(Excerpts from a dataset)
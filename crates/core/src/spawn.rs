//! Tile spawning
//!
//! A new tile goes into one empty cell picked uniformly over all empty cells,
//! with a value picked 50/50 from [`SPAWN_VALUES`]. `TileSpawner` wraps a
//! seeded `StdRng` so a whole game can be replayed from its seed.

use rand::rngs::StdRng;
use rand::{Rng, SeedableRng};

use crate::board::Board;
use crate::types::SPAWN_VALUES;

/// Place one random tile. A board with no empty cell is returned unchanged.
pub fn spawn_random_tile<R: Rng + ?Sized>(board: &Board, rng: &mut R) -> Board {
    let empty = board.empty_cells();
    if empty.is_empty() {
        return *board;
    }

    let pos = empty[rng.gen_range(0..empty.len())];
    let value = SPAWN_VALUES[rng.gen_range(0..SPAWN_VALUES.len())];
    board.with_tile(pos, value)
}

/// Seeded source of spawned tiles for one controller.
#[derive(Debug, Clone)]
pub struct TileSpawner {
    rng: StdRng,
    seed: u64,
}

impl TileSpawner {
    pub fn new(seed: u64) -> Self {
        Self {
            rng: StdRng::seed_from_u64(seed),
            seed,
        }
    }

    /// Seed this spawner was created with
    pub fn seed(&self) -> u64 {
        self.seed
    }

    pub fn spawn(&mut self, board: &Board) -> Board {
        spawn_random_tile(board, &mut self.rng)
    }

    /// Empty board plus `count` spawned tiles
    pub fn fresh_board(&mut self, count: usize) -> Board {
        let mut board = Board::new();
        for _ in 0..count {
            board = self.spawn(&board);
        }
        board
    }
}

impl Default for TileSpawner {
    fn default() -> Self {
        Self::new(1)
    }
}
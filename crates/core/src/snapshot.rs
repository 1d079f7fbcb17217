use crate::animation::interpolate;
use crate::board::Grid;
use crate::moves::{Anchors, Displacements};
use crate::types::{Phase, Pos, GRID_SIZE};

/// Animation state sampled at one instant.
#[derive(Debug, Clone, PartialEq)]
pub struct AnimationSnapshot {
    pub displacements: Displacements,
    /// Merge partners that wait in place for a sliding tile
    pub anchors: Anchors,
    /// Linear progress in `[0, 1]`
    pub progress: f32,
}

/// Everything a renderer needs for one frame.
#[derive(Debug, Clone, PartialEq)]
pub struct GameSnapshot {
    pub board: Grid,
    pub score: u32,
    pub best_score: u32,
    pub moves: u32,
    pub phase: Phase,
    pub elapsed_ms: u64,
    pub animations_enabled: bool,
    pub animation: Option<AnimationSnapshot>,
    /// Whether any direction would still change the board
    pub can_move: bool,
}

impl GameSnapshot {
    pub fn clear(&mut self) {
        *self = Self::default();
    }

    pub fn tile(&self, pos: Pos) -> u32 {
        self.board[pos.row as usize][pos.col as usize]
    }

    fn running(&self) -> Option<&AnimationSnapshot> {
        self.animation.as_ref().filter(|a| a.progress < 1.0)
    }

    pub fn is_animating(&self) -> bool {
        self.running().is_some()
    }

    /// True if the committed tile at `pos` should stay hidden this frame
    /// because a sliding tile is still on its way there.
    pub fn hides(&self, pos: Pos) -> bool {
        self.running()
            .map(|a| a.displacements.iter().any(|d| d.destination == pos))
            .unwrap_or(false)
    }

    /// Value to draw under a hidden cell while its merge partner slides in.
    ///
    /// The partner never moved, so it still shows its pre-merge value.
    pub fn anchor_value(&self, pos: Pos) -> Option<u32> {
        self.running()
            .filter(|a| a.anchors.contains(&pos))
            .map(|_| self.tile(pos) / 2)
    }

    /// Interpolated `(row, col, value)` of each sliding tile.
    pub fn sliding_tiles(&self) -> impl Iterator<Item = (f32, f32, u32)> + '_ {
        self.running().into_iter().flat_map(|a| {
            a.displacements.iter().map(move |d| {
                let (r, c) = interpolate(d, a.progress);
                (r, c, d.value)
            })
        })
    }
}

impl Default for GameSnapshot {
    fn default() -> Self {
        Self {
            board: [[0; GRID_SIZE]; GRID_SIZE],
            score: 0,
            best_score: 0,
            moves: 0,
            phase: Phase::Home,
            elapsed_ms: 0,
            animations_enabled: true,
            animation: None,
            can_move: true,
        }
    }
}
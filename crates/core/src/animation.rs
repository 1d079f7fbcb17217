//! Slide animation bookkeeping
//!
//! The board is committed before an animation starts; the animation only
//! describes how to draw the tiles that moved. Progress is a pure function of
//! the clock, so there is no timer to tick.

use crate::moves::{Anchors, Displacements};
use crate::types::{Displacement, Pos};

/// In-flight slide animation for one committed move.
#[derive(Debug, Clone, PartialEq, Eq)]
pub struct Animation {
    displacements: Displacements,
    /// Merge partners that wait in place for a sliding tile
    anchors: Anchors,
    started_ms: u64,
    duration_ms: u32,
}

impl Animation {
    pub fn new(displacements: Displacements, started_ms: u64, duration_ms: u32) -> Self {
        Self {
            displacements,
            anchors: Anchors::new(),
            started_ms,
            duration_ms,
        }
    }

    pub fn with_anchors(mut self, anchors: Anchors) -> Self {
        self.anchors = anchors;
        self
    }

    pub fn displacements(&self) -> &[Displacement] {
        &self.displacements
    }

    pub fn anchors(&self) -> &[Pos] {
        &self.anchors
    }

    pub fn started_ms(&self) -> u64 {
        self.started_ms
    }

    pub fn duration_ms(&self) -> u32 {
        self.duration_ms
    }

    /// Linear progress in `[0, 1]`. A zero duration is always complete.
    pub fn progress(&self, now_ms: u64) -> f32 {
        if self.duration_ms == 0 {
            return 1.0;
        }
        let elapsed = now_ms.saturating_sub(self.started_ms);
        (elapsed as f32 / self.duration_ms as f32).clamp(0.0, 1.0)
    }

    pub fn is_finished(&self, now_ms: u64) -> bool {
        now_ms.saturating_sub(self.started_ms) >= self.duration_ms as u64
    }

    /// True if some sliding tile lands on `pos`.
    ///
    /// Renderers hide the committed tile there until the slide completes.
    pub fn is_destination(&self, pos: Pos) -> bool {
        self.displacements.iter().any(|d| d.destination == pos)
    }
}

/// Ease-out quadratic: fast start, soft landing.
pub fn ease_out(t: f32) -> f32 {
    let t = t.clamp(0.0, 1.0);
    1.0 - (1.0 - t) * (1.0 - t)
}

/// Fractional (row, col) of a sliding tile at `progress`.
pub fn interpolate(d: &Displacement, progress: f32) -> (f32, f32) {
    let t = ease_out(progress);
    let lerp = |a: u8, b: u8| a as f32 + (b as f32 - a as f32) * t;
    (
        lerp(d.origin.row, d.destination.row),
        lerp(d.origin.col, d.destination.col),
    )
}

#[cfg(test)]
mod tests {
    use super::*;

    fn slide() -> Displacement {
        Displacement {
            origin: Pos::new(0, 3),
            destination: Pos::new(0, 0),
            value: 4,
        }
    }

    fn animation(start: u64, duration: u32) -> Animation {
        let mut ds = Displacements::new();
        ds.push(slide());
        Animation::new(ds, start, duration)
    }

    #[test]
    fn test_progress_is_clamped() {
        let a = animation(1000, 100);
        assert_eq!(a.progress(500), 0.0);
        assert_eq!(a.progress(1000), 0.0);
        assert!((a.progress(1050) - 0.5).abs() < 1e-6);
        assert_eq!(a.progress(1100), 1.0);
        assert_eq!(a.progress(5000), 1.0);
    }

    #[test]
    fn test_finished_at_duration() {
        let a = animation(0, 120);
        assert!(!a.is_finished(119));
        assert!(a.is_finished(120));
        assert!(animation(10, 0).is_finished(10));
        assert_eq!(animation(10, 0).progress(10), 1.0);
    }

    #[test]
    fn test_interpolate_endpoints() {
        let d = slide();
        assert_eq!(interpolate(&d, 0.0), (0.0, 3.0));
        assert_eq!(interpolate(&d, 1.0), (0.0, 0.0));
        assert_eq!(interpolate(&d, 2.0), (0.0, 0.0));

        let (_, mid) = interpolate(&d, 0.5);
        // Eased: already past the linear midpoint.
        assert!(mid < 1.5 && mid > 0.0);
    }

    #[test]
    fn test_is_destination() {
        let a = animation(0, 100);
        assert!(a.is_destination(Pos::new(0, 0)));
        assert!(!a.is_destination(Pos::new(0, 3)));
        assert!(a.anchors().is_empty());

        let mut anchors = Anchors::new();
        anchors.push(Pos::new(0, 0));
        let a = a.with_anchors(anchors);
        assert_eq!(a.anchors(), &[Pos::new(0, 0)]);
    }
}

- Brief -
Word for word, repeat the line holding "anchors.push(Pos::new(0, 0));" and all lines after it through the end of the entries above.

- Written response -
        anchors.push(Pos::new(0, 0));
        let a = a.with_anchors(anchors);
        assert_eq!(a.anchors(), &[Pos::new(0, 0)]);
    }
}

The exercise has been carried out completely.